** Input data follows **
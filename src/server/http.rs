//! HTTP server implementation
//!
//! Uses hyper http1 with TokioIo for async handling, one spawned task per
//! connection. Routing is a flat match on (method, path); the handlers live
//! in [`crate::routes`].

use bytes::Bytes;
use http_body_util::{BodyExt, Full};
use hyper::body::Incoming;
use hyper::server::conn::http1;
use hyper::service::service_fn;
use hyper::{Method, Request, Response, StatusCode};
use hyper_util::rt::TokioIo;
use std::net::SocketAddr;
use std::sync::Arc;
use std::time::{Duration, Instant};
use tokio::net::TcpListener;
use tracing::{error, info, warn};

use crate::config::Args;
use crate::db::MongoClient;
use crate::providers::{
    AggregatorClient, AggregatorConfig, HttpAggregatorTransport, HttpScrapeTransport,
    ScraperClient, ScraperConfig,
};
use crate::routes;
use crate::services::{ConnectionService, SummaryService};
use crate::types::TellerError;
use crate::vault::Vault;

type BoxBody = http_body_util::combinators::BoxBody<Bytes, hyper::Error>;

/// Connection service wired to the real HTTP transports
pub type Connections = ConnectionService<HttpAggregatorTransport, HttpScrapeTransport>;

/// Shared application state
pub struct AppState {
    pub args: Args,
    pub mongo: MongoClient,
    /// Connect/sync/disconnect flows against both providers
    pub connections: Arc<Connections>,
    /// Cached summaries and daily snapshots
    pub summaries: Arc<SummaryService>,
    /// Process start, drives the health endpoint's uptime field
    pub started_at: Instant,
}

impl AppState {
    /// Wire the full service stack from configuration. Fails fast: an
    /// unreachable MongoDB or a bad vault key should stop the process at
    /// startup, not surface request by request.
    pub async fn new(args: Args) -> Result<Self, TellerError> {
        let mongo = MongoClient::new(&args.mongodb_uri, &args.mongodb_db).await?;

        let vault_key = args
            .vault_key
            .as_deref()
            .ok_or_else(|| TellerError::Config("VAULT_KEY is required".to_string()))?;
        let vault = Vault::from_base64(vault_key)?;

        let aggregator = AggregatorClient::new(
            Arc::new(HttpAggregatorTransport::new(
                &args.aggregator_url,
                Duration::from_secs(args.aggregator_timeout_secs),
            )?),
            AggregatorConfig {
                client_id: args.aggregator_client_id.clone().unwrap_or_default(),
                client_secret: args.aggregator_secret.clone().unwrap_or_default(),
            },
        );

        let policy = args.scraper_retry_policy();
        let scraper = ScraperClient::new(
            Arc::new(HttpScrapeTransport::new(
                &args.scraper_url,
                policy.attempt_timeout,
            )?),
            ScraperConfig {
                show_browser: args.scraper_show_browser,
                default_currency: args.scraper_default_currency.clone(),
            },
            policy,
        );

        let summaries = SummaryService::new(&mongo, args.summary_ttl()).await?;
        let connections = Arc::new(
            ConnectionService::new(
                &mongo,
                aggregator,
                scraper,
                vault,
                Arc::clone(&summaries),
                args.aggregator_lookback_days,
            )
            .await?,
        );

        Ok(Self {
            args,
            mongo,
            connections,
            summaries,
            started_at: Instant::now(),
        })
    }
}

pub async fn run(state: Arc<AppState>) -> Result<(), TellerError> {
    let listener = TcpListener::bind(state.args.listen).await?;

    info!("Teller listening on {}", state.args.listen);

    if !state.args.aggregator_configured() {
        warn!("Aggregator partner credentials not set - aggregator connects will fail upstream");
    }

    loop {
        match listener.accept().await {
            Ok((stream, addr)) => {
                let state = Arc::clone(&state);
                tokio::spawn(async move {
                    let io = TokioIo::new(stream);

                    let service = service_fn(move |req| {
                        let state = Arc::clone(&state);
                        async move { handle_request(state, addr, req).await }
                    });

                    if let Err(err) = http1::Builder::new().serve_connection(io, service).await {
                        error!("Error serving connection from {}: {:?}", addr, err);
                    }
                });
            }
            Err(e) => {
                error!("Error accepting connection: {:?}", e);
            }
        }
    }
}

/// Route incoming HTTP requests
async fn handle_request(
    state: Arc<AppState>,
    addr: SocketAddr,
    req: Request<Incoming>,
) -> Result<Response<BoxBody>, hyper::Error> {
    let method = req.method().clone();
    let path = req.uri().path().to_string();

    info!("[{}] {} {}", addr, method, path);

    let response = match (method, path.as_str()) {
        // Liveness probe - returns 200 if teller is running
        (Method::GET, "/health") | (Method::GET, "/healthz") => {
            to_boxed(routes::health_check(Arc::clone(&state)).await)
        }

        // Readiness probe - returns 200 only if MongoDB answers
        (Method::GET, "/ready") | (Method::GET, "/readyz") => {
            to_boxed(routes::readiness_check(Arc::clone(&state)).await)
        }

        // Version info for deployment verification
        (Method::GET, "/version") => to_boxed(routes::version_info()),

        // CORS preflight
        (Method::OPTIONS, _) => to_boxed(preflight_response()),

        (Method::POST, "/api/v1/link-token") => {
            to_boxed(routes::create_link_token(req, Arc::clone(&state)).await)
        }

        (Method::POST, "/api/v1/connections") => {
            to_boxed(routes::create_connection(req, Arc::clone(&state)).await)
        }

        (Method::GET, "/api/v1/connections") => {
            to_boxed(routes::list_connections(req, Arc::clone(&state)).await)
        }

        (Method::POST, p) if p.starts_with("/api/v1/connections/") => match sync_id_from(p) {
            Some(id) => to_boxed(routes::sync_connection(req, Arc::clone(&state), id).await),
            None => to_boxed(not_found_response(&path)),
        },

        (Method::DELETE, p) if p.starts_with("/api/v1/connections/") => {
            match connection_id_from(p) {
                Some(id) => to_boxed(routes::delete_connection(req, Arc::clone(&state), id).await),
                None => to_boxed(not_found_response(&path)),
            }
        }

        (Method::GET, "/api/v1/overview") => to_boxed(routes::overview(req, Arc::clone(&state)).await),

        (Method::GET, "/api/v1/history") => to_boxed(routes::history(req, Arc::clone(&state)).await),

        (Method::POST, "/api/v1/history/snapshot") => {
            to_boxed(routes::record_snapshot(req, Arc::clone(&state)).await)
        }

        _ => to_boxed(not_found_response(&path)),
    };

    Ok(response)
}

/// `/api/v1/connections/{id}` with no further segments
fn connection_id_from(path: &str) -> Option<&str> {
    let rest = path.strip_prefix("/api/v1/connections/")?;
    if rest.is_empty() || rest.contains('/') {
        return None;
    }
    Some(rest)
}

/// `/api/v1/connections/{id}/sync`
fn sync_id_from(path: &str) -> Option<&str> {
    let rest = path.strip_prefix("/api/v1/connections/")?;
    let id = rest.strip_suffix("/sync")?;
    if id.is_empty() || id.contains('/') {
        return None;
    }
    Some(id)
}

/// Convert a Full<Bytes> body to BoxBody
fn to_boxed(response: Response<Full<Bytes>>) -> Response<BoxBody> {
    response.map(|body| body.map_err(|never| match never {}).boxed())
}

/// CORS preflight response
fn preflight_response() -> Response<Full<Bytes>> {
    Response::builder()
        .status(StatusCode::OK)
        .header("Access-Control-Allow-Origin", "*")
        .header("Access-Control-Allow-Headers", "*")
        .header("Access-Control-Allow-Methods", "GET, POST, DELETE, OPTIONS")
        .body(Full::new(Bytes::new()))
        .unwrap()
}

/// Not found response
fn not_found_response(path: &str) -> Response<Full<Bytes>> {
    let body = serde_json::json!({
        "error": "Not Found",
        "path": path,
        "hint": "API routes live under /api/v1"
    });

    Response::builder()
        .status(StatusCode::NOT_FOUND)
        .header("Content-Type", "application/json")
        .body(Full::new(Bytes::from(body.to_string())))
        .unwrap()
}

#[cfg(test)]
mod tests {
    use super::*;

    #[test]
    fn test_connection_id_extraction() {
        assert_eq!(
            connection_id_from("/api/v1/connections/abc-123"),
            Some("abc-123")
        );
        assert_eq!(connection_id_from("/api/v1/connections/"), None);
        assert_eq!(connection_id_from("/api/v1/connections/a/b"), None);
        assert_eq!(connection_id_from("/api/v1/overview"), None);
    }

    #[test]
    fn test_sync_id_extraction() {
        assert_eq!(
            sync_id_from("/api/v1/connections/abc-123/sync"),
            Some("abc-123")
        );
        assert_eq!(sync_id_from("/api/v1/connections/abc-123"), None);
        assert_eq!(sync_id_from("/api/v1/connections//sync"), None);
        assert_eq!(sync_id_from("/api/v1/connections/a/b/sync"), None);
    }
}
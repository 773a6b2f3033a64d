//! Manual entry document schema
//!
//! User-entered assets and liabilities (house, car, private loans). The CRUD
//! surface for these lives outside this service; summary computation only
//! reads them so manual holdings count toward net worth.

use bson::{doc, oid::ObjectId, Document};
use mongodb::options::IndexOptions;
use serde::{Deserialize, Serialize};

use crate::db::mongo::{IntoIndexes, MutMetadata};
use crate::db::schemas::Metadata;

/// Collection name for manual entries
pub const MANUAL_ENTRY_COLLECTION: &str = "manual_entries";

/// Which side of the balance sheet a manual entry lands on
#[derive(Serialize, Deserialize, Clone, Copy, Debug, Default, PartialEq, Eq)]
#[serde(rename_all = "lowercase")]
pub enum ManualEntryKind {
    /// Adds to total assets
    #[default]
    Asset,
    /// Adds to total liabilities
    Liability,
}

/// Manual entry document stored in MongoDB
#[derive(Serialize, Deserialize, Clone, Debug, Default)]
pub struct ManualEntryDoc {
    /// MongoDB document ID
    #[serde(skip_serializing_if = "Option::is_none")]
    pub _id: Option<ObjectId>,

    /// Common metadata
    #[serde(default)]
    pub metadata: Metadata,

    /// Owning user
    pub user_id: String,

    /// User-chosen label
    pub name: String,

    /// Asset or liability
    #[serde(default)]
    pub kind: ManualEntryKind,

    /// Value in integer minor units, always non-negative; `kind` carries
    /// the sign semantics
    pub value_minor: i64,

    /// ISO currency code
    pub currency_code: String,
}

impl IntoIndexes for ManualEntryDoc {
    fn into_indices() -> Vec<(Document, Option<IndexOptions>)> {
        vec![
            // Index on user_id for summary computation
            (
                doc! { "user_id": 1 },
                Some(
                    IndexOptions::builder()
                        .name("user_id_index".to_string())
                        .build(),
                ),
            ),
        ]
    }
}

impl MutMetadata for ManualEntryDoc {
    fn mut_metadata(&mut self) -> &mut Metadata {
        &mut self.metadata
    }
}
** End of Input data **
▸ Your instructions:
Copy the entries above exactly, but only from the line holding "let response = match" through the line holding "(Method::OPTIONS, _) =>", both included.

▸ Output below:
    let response = match (method, path.as_str()) {
        // Liveness probe - returns 200 if teller is running
        (Method::GET, "/health") | (Method::GET, "/healthz") => {
            to_boxed(routes::health_check(Arc::clone(&state)).await)
        }

        // Readiness probe - returns 200 only if MongoDB answers
        (Method::GET, "/ready") | (Method::GET, "/readyz") => {
            to_boxed(routes::readiness_check(Arc::clone(&state)).await)
        }

        // Version info for deployment verification
        (Method::GET, "/version") => to_boxed(routes::version_info()),

        // CORS preflight
        (Method::OPTIONS, _) => to_boxed(preflight_response()),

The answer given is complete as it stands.